## Exercise brief
Please state how many lines of the material contain "ExecutionStatus", giving nothing but the number.

## Material provided
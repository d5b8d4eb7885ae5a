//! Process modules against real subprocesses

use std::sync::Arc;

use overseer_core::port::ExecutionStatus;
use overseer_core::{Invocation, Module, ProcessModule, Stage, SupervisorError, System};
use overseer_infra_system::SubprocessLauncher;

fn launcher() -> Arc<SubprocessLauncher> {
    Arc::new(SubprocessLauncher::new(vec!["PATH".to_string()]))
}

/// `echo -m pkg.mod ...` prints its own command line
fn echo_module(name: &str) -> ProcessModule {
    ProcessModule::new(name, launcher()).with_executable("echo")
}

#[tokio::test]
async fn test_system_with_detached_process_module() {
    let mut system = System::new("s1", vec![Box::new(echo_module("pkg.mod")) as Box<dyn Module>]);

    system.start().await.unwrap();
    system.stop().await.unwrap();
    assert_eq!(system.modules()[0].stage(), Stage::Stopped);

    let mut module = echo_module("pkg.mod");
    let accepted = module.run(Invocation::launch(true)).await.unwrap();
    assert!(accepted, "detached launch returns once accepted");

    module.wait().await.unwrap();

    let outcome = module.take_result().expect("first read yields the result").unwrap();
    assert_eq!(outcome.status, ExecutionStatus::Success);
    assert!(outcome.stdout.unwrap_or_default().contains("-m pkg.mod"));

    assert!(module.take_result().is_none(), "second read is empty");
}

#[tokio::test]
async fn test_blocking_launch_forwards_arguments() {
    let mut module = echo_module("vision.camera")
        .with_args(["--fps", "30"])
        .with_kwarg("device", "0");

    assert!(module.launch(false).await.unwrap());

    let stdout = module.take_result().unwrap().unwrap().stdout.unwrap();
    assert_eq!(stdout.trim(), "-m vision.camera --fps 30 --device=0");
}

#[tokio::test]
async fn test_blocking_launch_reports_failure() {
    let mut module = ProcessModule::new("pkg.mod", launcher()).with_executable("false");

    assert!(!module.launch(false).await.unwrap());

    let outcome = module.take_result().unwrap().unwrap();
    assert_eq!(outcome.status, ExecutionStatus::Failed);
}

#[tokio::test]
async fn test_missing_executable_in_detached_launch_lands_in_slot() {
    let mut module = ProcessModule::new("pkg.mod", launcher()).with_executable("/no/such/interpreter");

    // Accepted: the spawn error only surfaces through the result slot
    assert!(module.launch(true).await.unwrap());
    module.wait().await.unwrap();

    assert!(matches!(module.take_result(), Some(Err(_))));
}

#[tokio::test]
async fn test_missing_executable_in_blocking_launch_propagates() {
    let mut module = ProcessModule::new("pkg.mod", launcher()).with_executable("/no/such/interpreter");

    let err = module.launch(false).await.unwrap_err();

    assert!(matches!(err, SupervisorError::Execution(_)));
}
* * *
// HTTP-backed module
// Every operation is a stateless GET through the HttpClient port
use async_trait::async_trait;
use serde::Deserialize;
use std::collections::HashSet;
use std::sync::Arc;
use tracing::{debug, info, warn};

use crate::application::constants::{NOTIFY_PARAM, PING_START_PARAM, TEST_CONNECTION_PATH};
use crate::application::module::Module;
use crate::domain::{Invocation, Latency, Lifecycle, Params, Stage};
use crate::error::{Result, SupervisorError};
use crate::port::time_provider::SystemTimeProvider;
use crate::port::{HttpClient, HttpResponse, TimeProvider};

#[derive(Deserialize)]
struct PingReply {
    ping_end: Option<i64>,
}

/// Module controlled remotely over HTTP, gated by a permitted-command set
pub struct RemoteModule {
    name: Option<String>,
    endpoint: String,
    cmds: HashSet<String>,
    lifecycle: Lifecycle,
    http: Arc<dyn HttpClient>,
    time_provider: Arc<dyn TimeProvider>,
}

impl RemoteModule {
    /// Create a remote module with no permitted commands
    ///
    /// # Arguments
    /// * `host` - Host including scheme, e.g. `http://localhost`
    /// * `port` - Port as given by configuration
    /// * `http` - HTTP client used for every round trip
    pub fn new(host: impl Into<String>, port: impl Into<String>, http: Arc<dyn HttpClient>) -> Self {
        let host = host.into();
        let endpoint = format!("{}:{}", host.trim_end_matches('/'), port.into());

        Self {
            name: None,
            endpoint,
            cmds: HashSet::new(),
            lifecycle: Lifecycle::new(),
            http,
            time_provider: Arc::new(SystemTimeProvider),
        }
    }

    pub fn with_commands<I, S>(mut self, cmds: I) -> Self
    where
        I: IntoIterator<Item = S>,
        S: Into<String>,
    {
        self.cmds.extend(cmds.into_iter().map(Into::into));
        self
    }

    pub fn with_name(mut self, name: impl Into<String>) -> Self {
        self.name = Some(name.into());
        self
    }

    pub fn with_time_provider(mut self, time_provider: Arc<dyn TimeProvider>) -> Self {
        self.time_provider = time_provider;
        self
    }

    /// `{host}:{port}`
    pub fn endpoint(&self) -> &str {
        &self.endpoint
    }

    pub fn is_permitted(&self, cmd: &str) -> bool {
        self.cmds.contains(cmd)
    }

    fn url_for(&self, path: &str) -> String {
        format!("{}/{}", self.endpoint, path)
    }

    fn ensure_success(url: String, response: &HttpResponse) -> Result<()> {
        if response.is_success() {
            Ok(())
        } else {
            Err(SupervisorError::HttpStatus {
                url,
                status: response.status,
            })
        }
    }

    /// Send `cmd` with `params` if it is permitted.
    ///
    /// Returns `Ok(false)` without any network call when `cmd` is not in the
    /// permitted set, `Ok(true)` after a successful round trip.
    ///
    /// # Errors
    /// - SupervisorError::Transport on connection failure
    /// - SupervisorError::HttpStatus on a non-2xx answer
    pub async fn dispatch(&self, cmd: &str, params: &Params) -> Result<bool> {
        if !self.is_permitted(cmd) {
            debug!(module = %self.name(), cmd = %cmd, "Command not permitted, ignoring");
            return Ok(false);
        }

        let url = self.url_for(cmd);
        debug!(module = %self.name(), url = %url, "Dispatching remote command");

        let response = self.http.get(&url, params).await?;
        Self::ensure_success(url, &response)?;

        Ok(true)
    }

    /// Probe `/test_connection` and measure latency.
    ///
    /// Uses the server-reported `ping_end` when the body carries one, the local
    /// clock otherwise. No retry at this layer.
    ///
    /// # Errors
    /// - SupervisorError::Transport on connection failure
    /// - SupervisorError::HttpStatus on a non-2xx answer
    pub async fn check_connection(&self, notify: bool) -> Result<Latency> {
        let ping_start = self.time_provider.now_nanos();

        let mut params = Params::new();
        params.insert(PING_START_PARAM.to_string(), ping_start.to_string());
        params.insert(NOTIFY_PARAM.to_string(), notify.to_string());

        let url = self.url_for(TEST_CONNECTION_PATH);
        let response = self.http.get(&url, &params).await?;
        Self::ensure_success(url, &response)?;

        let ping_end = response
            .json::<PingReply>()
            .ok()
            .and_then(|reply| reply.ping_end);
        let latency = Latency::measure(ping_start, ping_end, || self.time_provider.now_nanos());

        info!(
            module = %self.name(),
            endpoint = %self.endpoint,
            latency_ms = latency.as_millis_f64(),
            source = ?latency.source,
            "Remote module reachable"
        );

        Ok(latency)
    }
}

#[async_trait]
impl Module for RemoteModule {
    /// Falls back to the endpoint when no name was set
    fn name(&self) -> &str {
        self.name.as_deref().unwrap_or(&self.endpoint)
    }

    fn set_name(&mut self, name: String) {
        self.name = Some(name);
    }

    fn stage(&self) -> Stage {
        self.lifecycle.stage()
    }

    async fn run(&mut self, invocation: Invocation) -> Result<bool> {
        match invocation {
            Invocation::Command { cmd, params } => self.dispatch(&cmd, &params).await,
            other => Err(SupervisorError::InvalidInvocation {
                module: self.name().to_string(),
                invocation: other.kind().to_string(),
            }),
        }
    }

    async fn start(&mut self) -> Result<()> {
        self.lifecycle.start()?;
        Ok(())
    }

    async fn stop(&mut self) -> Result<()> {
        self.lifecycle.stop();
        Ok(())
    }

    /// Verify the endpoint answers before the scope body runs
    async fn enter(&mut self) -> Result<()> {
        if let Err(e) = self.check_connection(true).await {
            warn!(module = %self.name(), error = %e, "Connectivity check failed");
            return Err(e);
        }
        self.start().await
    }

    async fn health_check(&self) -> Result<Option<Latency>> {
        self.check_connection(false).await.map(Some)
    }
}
---
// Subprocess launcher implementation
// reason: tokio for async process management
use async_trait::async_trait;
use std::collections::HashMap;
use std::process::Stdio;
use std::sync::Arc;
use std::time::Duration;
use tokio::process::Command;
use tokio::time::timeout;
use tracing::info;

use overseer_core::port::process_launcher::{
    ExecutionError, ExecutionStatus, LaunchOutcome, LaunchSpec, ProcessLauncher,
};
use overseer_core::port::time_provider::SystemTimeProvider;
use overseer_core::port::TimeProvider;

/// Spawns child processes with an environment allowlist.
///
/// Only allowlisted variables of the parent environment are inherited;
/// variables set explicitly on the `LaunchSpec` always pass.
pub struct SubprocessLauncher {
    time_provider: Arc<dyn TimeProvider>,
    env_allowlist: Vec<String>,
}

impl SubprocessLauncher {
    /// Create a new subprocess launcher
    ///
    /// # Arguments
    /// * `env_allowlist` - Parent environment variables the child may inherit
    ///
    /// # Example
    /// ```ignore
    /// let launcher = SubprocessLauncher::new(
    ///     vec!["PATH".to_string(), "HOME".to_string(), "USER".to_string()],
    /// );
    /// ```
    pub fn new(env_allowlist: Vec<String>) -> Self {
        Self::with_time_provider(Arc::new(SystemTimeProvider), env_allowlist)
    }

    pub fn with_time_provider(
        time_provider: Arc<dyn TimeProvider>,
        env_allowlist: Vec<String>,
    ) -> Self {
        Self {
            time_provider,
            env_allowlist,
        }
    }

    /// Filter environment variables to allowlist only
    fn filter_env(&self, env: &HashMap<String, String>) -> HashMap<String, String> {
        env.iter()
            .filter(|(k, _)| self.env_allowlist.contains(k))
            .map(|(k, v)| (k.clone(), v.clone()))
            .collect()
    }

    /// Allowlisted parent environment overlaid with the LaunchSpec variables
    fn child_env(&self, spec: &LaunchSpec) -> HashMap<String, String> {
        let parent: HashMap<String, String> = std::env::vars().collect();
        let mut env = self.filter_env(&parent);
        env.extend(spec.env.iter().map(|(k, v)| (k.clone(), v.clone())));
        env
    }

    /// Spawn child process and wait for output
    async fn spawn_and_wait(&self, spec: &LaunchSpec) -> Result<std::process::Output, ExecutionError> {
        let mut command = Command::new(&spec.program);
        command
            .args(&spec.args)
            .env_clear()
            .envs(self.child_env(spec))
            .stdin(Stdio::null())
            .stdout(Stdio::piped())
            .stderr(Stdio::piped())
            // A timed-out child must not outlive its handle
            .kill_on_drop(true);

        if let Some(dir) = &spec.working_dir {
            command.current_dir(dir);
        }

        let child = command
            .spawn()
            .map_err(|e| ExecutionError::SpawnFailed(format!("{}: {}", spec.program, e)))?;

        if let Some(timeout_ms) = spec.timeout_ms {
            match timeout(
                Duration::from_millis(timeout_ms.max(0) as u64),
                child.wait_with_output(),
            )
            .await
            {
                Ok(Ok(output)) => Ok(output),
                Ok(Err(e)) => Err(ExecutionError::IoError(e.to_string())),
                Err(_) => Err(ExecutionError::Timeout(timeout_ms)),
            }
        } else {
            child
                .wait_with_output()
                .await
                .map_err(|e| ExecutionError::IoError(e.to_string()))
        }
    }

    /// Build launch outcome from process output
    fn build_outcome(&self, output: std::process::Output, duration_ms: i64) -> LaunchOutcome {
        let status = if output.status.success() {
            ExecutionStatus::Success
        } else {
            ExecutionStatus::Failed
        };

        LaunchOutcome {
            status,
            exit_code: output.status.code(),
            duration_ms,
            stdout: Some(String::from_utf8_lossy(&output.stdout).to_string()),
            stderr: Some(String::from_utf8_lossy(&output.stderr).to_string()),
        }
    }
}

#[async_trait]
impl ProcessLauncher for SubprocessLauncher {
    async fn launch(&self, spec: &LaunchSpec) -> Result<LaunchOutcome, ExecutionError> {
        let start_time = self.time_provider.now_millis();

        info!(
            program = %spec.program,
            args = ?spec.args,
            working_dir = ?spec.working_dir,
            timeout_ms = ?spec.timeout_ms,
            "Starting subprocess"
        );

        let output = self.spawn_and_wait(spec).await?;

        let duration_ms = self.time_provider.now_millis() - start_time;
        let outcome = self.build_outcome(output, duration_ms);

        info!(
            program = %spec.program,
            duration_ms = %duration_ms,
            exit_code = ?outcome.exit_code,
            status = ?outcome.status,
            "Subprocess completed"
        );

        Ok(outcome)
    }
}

## Solution for this task
6